### Brief
Copy out exactly the lines below that run from the one holding "structured log fields." to the one holding "if now >= record.expires_at", keeping both of those lines and no others.

<<<<

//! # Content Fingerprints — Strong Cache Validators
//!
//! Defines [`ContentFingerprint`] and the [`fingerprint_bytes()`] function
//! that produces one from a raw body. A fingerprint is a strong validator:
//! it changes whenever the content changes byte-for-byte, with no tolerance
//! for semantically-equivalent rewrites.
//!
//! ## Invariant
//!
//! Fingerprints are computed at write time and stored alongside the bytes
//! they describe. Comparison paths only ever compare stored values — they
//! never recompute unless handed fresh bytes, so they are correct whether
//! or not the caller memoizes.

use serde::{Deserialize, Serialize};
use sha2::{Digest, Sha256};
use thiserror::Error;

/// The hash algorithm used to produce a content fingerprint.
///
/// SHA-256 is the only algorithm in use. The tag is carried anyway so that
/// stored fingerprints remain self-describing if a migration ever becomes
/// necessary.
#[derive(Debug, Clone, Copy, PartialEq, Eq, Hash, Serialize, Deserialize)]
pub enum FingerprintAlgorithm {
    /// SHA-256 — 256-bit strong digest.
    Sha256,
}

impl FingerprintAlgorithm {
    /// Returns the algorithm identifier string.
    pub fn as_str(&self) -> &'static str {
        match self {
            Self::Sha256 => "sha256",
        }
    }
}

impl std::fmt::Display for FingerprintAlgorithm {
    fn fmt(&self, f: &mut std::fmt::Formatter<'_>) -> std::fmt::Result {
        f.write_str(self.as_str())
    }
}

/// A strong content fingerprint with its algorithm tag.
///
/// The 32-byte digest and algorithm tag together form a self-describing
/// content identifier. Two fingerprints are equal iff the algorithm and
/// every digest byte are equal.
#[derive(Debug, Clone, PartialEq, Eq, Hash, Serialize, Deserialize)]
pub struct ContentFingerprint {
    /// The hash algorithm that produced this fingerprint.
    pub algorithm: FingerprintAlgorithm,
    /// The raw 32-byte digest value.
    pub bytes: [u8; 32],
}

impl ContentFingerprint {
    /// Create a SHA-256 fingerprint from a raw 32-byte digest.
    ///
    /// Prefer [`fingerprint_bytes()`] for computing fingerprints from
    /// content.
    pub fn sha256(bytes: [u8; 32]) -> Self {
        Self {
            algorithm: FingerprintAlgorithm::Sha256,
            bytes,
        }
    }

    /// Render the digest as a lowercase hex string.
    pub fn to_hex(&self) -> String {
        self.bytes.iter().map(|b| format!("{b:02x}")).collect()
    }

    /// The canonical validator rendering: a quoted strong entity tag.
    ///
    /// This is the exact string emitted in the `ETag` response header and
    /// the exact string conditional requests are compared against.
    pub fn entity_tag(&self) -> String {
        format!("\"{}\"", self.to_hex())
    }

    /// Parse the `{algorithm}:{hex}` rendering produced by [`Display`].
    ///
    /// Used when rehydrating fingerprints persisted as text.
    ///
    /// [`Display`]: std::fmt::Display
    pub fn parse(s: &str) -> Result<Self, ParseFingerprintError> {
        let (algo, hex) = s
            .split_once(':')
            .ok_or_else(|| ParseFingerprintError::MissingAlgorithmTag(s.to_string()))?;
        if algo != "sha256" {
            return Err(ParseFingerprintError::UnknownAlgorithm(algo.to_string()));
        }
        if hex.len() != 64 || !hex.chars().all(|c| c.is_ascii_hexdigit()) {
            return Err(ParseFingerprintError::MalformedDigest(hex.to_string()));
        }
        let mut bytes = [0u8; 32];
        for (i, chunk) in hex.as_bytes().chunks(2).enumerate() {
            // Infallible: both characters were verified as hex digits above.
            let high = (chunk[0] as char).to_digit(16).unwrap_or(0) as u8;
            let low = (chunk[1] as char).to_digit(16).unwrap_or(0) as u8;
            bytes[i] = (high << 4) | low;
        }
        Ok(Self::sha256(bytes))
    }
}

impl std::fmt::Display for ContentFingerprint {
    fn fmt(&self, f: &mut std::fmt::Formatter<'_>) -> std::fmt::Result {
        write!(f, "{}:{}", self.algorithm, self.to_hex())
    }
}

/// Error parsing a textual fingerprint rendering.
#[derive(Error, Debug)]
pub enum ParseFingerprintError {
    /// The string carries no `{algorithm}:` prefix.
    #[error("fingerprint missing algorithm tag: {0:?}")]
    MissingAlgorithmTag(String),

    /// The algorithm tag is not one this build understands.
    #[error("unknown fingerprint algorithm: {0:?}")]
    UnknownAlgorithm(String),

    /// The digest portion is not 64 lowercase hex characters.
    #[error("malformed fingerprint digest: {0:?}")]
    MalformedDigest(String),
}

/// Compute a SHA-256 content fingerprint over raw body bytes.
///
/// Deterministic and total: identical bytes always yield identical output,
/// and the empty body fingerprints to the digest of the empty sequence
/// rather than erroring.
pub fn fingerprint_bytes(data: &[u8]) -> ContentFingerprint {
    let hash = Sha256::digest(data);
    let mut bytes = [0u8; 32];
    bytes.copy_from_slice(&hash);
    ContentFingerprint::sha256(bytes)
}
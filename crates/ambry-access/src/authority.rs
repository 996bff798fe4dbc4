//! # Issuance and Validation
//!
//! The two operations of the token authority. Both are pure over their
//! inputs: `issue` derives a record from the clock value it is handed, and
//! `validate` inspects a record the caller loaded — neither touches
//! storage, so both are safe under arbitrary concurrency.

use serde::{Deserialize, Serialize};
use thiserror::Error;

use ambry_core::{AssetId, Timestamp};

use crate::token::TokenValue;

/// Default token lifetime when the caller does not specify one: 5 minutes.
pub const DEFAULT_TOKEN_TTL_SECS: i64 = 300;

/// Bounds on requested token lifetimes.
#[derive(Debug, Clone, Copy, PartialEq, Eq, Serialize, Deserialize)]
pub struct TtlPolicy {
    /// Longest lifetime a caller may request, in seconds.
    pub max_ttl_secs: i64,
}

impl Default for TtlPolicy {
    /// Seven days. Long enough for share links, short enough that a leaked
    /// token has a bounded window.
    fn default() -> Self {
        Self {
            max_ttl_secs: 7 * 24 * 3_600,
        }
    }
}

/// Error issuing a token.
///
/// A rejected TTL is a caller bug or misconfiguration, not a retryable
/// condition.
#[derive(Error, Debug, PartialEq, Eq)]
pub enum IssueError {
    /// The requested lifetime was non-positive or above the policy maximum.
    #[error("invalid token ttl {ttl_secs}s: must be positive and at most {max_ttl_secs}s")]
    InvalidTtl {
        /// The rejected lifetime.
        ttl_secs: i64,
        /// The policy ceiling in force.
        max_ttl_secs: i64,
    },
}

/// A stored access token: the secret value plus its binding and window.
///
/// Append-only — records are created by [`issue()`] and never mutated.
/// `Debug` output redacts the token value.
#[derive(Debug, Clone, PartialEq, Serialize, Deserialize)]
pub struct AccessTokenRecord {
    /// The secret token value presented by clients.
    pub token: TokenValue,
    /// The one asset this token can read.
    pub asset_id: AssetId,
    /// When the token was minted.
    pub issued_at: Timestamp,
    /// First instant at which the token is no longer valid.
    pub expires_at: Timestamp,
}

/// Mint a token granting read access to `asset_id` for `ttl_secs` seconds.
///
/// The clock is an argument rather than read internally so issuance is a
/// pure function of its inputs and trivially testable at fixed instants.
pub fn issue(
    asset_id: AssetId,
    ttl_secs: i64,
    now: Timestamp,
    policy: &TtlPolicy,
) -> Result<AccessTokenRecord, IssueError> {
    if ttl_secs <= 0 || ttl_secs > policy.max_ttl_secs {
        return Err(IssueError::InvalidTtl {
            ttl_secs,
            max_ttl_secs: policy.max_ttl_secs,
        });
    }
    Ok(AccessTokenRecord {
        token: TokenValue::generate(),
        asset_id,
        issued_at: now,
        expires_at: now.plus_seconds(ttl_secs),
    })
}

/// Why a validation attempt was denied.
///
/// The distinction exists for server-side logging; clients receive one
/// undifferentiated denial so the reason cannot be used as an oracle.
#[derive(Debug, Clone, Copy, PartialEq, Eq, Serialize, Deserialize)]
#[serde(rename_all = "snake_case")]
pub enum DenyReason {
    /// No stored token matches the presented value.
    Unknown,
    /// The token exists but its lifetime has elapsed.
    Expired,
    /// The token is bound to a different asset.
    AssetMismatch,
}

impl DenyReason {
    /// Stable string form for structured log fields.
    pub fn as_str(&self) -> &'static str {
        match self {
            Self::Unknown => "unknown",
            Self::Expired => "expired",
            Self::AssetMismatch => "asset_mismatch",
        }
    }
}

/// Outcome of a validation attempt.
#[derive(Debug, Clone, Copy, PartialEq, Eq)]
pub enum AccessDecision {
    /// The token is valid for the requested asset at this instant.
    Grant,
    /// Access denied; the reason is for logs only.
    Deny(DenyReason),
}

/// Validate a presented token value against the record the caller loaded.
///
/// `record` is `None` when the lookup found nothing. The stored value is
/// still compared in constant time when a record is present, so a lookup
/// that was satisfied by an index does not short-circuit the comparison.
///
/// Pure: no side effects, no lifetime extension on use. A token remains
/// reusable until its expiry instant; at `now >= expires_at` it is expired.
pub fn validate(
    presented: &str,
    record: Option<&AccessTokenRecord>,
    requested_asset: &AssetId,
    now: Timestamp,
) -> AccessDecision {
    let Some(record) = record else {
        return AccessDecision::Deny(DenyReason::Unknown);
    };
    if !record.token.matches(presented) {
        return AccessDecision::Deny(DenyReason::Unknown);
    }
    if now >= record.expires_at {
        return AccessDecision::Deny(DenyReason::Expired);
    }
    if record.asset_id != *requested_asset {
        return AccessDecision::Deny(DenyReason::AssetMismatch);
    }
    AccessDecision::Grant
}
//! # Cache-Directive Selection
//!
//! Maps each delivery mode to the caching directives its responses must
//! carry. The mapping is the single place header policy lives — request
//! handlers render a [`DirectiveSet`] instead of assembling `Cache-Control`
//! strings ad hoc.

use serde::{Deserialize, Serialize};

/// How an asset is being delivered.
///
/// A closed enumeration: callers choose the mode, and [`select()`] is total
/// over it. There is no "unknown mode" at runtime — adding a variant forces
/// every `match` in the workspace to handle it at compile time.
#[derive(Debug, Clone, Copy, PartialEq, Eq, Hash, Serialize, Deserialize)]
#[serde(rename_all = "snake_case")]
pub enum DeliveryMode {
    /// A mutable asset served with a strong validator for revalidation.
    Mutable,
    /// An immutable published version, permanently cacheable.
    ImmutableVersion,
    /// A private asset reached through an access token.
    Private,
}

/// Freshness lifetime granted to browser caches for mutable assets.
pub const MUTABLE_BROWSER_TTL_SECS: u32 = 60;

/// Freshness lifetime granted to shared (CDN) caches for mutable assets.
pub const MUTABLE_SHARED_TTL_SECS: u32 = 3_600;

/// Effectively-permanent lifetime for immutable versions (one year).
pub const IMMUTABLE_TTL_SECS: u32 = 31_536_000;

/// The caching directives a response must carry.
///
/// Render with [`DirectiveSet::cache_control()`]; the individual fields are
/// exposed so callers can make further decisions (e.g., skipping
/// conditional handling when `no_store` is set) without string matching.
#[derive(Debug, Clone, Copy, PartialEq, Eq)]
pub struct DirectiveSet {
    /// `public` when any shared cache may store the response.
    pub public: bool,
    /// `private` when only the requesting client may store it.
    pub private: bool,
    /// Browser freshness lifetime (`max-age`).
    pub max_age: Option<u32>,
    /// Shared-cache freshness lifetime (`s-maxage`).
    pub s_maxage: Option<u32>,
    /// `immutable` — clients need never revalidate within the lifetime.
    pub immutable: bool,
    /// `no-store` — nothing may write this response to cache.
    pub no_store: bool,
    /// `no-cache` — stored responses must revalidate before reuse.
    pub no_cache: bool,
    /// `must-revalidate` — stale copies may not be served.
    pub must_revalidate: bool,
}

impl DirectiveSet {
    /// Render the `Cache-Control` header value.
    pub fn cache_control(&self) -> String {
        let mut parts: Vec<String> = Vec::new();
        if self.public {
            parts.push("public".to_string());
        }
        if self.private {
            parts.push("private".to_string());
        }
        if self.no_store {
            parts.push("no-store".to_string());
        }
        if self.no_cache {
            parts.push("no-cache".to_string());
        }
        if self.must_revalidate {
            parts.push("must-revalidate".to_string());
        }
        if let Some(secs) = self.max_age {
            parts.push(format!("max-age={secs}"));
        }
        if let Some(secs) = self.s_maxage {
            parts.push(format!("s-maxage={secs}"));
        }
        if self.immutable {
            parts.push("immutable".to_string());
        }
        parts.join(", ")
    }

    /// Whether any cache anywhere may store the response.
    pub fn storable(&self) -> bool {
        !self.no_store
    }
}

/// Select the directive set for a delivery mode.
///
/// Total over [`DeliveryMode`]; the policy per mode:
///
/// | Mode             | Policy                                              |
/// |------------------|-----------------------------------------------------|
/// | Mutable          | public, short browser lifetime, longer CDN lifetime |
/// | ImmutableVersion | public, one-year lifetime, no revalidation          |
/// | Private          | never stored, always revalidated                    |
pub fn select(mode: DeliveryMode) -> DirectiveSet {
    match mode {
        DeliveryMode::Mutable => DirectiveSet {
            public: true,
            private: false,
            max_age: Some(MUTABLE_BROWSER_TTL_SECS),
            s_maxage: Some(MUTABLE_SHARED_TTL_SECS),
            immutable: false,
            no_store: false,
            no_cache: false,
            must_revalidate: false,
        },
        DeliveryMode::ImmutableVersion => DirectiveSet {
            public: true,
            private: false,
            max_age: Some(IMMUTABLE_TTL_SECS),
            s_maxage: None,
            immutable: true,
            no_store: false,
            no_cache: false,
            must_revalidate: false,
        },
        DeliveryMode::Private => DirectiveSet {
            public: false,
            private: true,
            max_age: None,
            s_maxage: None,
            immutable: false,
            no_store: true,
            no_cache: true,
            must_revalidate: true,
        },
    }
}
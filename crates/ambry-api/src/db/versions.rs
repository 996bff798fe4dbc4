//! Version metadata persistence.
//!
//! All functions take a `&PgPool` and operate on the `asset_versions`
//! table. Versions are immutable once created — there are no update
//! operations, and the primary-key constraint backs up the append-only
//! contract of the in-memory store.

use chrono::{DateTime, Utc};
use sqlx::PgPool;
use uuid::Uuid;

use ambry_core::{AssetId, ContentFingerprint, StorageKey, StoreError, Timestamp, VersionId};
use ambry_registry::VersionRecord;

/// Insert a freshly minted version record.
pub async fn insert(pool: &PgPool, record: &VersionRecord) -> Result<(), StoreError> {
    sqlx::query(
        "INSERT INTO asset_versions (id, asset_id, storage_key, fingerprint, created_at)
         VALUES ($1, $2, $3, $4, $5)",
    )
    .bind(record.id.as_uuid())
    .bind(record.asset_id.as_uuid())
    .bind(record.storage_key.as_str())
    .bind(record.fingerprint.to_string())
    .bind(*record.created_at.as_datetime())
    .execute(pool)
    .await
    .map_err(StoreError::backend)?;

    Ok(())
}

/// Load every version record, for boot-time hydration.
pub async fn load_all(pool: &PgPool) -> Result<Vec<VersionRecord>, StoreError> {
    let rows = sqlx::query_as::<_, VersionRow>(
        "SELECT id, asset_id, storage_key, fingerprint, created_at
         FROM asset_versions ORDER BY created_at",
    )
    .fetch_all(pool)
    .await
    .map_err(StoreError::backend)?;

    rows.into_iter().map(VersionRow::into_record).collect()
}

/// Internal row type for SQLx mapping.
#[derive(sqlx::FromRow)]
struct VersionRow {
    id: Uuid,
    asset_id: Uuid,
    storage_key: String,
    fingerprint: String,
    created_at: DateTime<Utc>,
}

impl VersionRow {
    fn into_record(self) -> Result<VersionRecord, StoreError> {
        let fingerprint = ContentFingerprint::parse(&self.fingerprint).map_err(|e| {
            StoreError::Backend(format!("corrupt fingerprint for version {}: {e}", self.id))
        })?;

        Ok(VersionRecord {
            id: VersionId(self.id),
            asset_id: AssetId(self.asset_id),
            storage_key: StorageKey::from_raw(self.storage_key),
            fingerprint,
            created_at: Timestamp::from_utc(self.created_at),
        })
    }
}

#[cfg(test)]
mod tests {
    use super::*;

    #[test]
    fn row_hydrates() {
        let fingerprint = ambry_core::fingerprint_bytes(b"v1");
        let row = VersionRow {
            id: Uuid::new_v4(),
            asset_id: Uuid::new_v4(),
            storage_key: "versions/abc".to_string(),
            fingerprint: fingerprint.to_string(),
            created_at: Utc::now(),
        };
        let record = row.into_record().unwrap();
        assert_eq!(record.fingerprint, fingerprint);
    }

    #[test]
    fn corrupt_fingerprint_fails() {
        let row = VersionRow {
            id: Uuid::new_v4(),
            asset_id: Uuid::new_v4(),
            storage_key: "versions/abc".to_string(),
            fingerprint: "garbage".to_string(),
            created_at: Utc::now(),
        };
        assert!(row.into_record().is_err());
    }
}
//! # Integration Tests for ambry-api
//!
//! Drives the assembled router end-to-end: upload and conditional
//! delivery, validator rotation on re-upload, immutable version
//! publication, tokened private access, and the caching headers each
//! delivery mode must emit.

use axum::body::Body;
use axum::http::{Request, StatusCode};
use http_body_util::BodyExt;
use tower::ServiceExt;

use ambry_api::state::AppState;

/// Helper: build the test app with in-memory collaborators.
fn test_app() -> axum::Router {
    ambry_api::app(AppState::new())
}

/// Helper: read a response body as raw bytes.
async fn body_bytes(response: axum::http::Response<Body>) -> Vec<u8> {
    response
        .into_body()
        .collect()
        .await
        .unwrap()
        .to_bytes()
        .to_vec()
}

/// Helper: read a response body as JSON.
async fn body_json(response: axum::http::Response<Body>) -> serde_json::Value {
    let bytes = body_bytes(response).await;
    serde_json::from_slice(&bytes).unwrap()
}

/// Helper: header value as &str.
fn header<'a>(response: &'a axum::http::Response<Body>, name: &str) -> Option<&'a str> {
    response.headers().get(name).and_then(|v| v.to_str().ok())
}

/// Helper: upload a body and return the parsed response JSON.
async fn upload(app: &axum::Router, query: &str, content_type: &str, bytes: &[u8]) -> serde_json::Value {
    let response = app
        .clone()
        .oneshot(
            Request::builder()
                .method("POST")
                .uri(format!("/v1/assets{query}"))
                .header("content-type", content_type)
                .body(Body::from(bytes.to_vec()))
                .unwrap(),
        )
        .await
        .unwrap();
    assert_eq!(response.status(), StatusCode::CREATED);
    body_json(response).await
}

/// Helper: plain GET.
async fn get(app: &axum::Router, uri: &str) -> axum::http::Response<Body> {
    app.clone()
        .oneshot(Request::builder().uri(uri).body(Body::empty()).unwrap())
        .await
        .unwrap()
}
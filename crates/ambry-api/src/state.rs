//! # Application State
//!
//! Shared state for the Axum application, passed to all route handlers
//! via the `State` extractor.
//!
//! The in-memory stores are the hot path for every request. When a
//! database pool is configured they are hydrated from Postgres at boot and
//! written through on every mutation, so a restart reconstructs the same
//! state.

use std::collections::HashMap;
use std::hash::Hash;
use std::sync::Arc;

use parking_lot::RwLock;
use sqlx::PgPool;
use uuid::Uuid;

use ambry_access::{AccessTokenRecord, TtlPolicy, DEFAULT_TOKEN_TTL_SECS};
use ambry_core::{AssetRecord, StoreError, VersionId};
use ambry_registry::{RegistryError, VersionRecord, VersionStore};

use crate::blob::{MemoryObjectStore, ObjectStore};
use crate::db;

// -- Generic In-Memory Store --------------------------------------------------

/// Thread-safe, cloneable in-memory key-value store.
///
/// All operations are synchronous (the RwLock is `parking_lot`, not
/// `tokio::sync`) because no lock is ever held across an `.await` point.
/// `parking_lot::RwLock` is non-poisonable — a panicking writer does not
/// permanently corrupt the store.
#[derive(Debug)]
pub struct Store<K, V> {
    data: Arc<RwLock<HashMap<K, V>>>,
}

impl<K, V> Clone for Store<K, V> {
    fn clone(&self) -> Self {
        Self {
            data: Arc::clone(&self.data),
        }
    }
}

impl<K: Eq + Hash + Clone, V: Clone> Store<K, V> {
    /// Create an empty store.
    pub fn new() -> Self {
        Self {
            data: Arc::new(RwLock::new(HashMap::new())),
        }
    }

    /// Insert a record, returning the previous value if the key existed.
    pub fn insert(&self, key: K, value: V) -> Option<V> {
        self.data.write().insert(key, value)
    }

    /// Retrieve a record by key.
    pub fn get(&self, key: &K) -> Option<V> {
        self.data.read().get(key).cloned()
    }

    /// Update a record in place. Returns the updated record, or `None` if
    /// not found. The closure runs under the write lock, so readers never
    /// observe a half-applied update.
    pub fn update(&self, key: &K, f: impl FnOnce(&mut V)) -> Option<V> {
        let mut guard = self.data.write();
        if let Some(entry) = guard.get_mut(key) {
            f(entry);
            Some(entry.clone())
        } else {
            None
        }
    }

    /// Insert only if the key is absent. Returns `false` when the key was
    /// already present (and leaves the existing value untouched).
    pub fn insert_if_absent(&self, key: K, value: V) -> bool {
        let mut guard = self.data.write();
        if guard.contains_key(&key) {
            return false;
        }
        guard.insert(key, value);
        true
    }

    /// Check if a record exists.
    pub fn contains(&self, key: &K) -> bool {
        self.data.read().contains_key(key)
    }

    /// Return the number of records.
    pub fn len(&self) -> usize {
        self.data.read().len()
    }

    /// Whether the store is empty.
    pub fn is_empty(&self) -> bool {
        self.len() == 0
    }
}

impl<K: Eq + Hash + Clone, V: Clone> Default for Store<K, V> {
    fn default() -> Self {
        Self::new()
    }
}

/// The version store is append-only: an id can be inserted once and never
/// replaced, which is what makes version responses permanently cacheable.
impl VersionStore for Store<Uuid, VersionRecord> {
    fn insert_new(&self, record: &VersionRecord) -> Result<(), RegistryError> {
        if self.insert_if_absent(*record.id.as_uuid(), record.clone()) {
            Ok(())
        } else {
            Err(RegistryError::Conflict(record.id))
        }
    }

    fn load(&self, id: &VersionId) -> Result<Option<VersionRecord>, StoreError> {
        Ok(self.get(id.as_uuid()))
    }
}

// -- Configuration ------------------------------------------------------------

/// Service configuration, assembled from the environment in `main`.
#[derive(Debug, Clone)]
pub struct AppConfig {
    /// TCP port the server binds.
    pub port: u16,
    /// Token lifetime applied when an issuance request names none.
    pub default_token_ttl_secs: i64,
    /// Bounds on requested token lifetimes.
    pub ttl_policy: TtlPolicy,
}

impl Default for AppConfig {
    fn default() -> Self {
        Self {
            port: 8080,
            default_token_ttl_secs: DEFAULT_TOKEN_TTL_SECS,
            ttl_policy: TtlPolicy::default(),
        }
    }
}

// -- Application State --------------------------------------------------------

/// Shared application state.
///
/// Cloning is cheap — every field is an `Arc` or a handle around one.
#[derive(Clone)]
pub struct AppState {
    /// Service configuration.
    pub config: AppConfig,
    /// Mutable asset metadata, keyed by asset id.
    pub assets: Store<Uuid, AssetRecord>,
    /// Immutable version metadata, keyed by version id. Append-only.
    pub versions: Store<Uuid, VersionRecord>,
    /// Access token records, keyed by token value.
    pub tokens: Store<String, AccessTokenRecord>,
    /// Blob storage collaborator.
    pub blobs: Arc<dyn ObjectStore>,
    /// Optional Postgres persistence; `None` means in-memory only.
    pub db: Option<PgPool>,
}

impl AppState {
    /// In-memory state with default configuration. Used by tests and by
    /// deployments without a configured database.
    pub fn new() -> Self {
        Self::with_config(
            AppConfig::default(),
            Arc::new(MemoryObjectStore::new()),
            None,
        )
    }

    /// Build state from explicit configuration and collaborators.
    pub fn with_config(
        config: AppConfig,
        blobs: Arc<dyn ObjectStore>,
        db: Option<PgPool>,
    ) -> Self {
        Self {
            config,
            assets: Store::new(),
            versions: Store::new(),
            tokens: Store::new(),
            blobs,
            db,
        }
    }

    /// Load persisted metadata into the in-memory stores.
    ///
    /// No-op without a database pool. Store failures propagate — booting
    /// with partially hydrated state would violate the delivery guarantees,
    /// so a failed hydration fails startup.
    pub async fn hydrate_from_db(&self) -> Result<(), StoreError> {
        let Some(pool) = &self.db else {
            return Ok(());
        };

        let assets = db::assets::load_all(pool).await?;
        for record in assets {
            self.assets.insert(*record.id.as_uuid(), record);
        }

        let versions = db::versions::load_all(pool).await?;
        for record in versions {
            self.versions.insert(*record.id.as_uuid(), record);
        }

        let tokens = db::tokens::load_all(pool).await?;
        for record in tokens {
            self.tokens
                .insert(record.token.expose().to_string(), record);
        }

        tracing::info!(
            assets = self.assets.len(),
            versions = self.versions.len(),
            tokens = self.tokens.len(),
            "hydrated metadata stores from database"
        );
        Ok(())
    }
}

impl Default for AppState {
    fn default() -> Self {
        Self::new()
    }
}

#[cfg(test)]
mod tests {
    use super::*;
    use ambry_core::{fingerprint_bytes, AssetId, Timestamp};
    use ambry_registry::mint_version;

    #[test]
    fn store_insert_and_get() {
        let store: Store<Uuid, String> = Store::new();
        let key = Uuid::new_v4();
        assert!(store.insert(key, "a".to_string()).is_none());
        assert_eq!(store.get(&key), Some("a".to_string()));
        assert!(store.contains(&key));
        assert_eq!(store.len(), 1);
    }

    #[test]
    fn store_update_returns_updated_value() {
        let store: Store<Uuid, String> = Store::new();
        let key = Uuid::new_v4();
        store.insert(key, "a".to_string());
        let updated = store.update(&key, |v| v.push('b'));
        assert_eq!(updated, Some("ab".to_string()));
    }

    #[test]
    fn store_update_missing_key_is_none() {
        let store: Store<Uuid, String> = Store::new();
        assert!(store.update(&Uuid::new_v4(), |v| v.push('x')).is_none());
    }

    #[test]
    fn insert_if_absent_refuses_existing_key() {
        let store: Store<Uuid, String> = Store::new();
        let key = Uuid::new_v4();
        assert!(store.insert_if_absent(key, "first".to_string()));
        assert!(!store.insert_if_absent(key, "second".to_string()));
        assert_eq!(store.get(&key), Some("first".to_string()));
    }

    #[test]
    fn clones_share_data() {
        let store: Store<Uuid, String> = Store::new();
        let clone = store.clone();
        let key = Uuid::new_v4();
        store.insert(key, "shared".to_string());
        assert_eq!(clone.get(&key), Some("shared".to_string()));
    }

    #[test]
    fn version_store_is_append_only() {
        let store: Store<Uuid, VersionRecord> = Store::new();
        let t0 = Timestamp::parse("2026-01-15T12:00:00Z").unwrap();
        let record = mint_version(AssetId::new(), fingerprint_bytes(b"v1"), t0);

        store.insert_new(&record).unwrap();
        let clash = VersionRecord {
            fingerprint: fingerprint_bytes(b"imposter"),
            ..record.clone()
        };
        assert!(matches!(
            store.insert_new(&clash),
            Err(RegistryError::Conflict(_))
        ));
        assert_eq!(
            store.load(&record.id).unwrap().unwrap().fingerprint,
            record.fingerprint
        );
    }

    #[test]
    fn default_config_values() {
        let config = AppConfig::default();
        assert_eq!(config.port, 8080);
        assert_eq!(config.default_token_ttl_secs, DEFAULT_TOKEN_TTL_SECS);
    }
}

>>>>

### Task solution
    /// Stable string form for structured log fields.
    pub fn as_str(&self) -> &'static str {
        match self {
            Self::Unknown => "unknown",
            Self::Expired => "expired",
            Self::AssetMismatch => "asset_mismatch",
        }
    }
}

/// Outcome of a validation attempt.
#[derive(Debug, Clone, Copy, PartialEq, Eq)]
pub enum AccessDecision {
    /// The token is valid for the requested asset at this instant.
    Grant,
    /// Access denied; the reason is for logs only.
    Deny(DenyReason),
}

/// Validate a presented token value against the record the caller loaded.
///
/// `record` is `None` when the lookup found nothing. The stored value is
/// still compared in constant time when a record is present, so a lookup
/// that was satisfied by an index does not short-circuit the comparison.
///
/// Pure: no side effects, no lifetime extension on use. A token remains
/// reusable until its expiry instant; at `now >= expires_at` it is expired.
pub fn validate(
    presented: &str,
    record: Option<&AccessTokenRecord>,
    requested_asset: &AssetId,
    now: Timestamp,
) -> AccessDecision {
    let Some(record) = record else {
        return AccessDecision::Deny(DenyReason::Unknown);
    };
    if !record.token.matches(presented) {
        return AccessDecision::Deny(DenyReason::Unknown);
    }
    if now >= record.expires_at {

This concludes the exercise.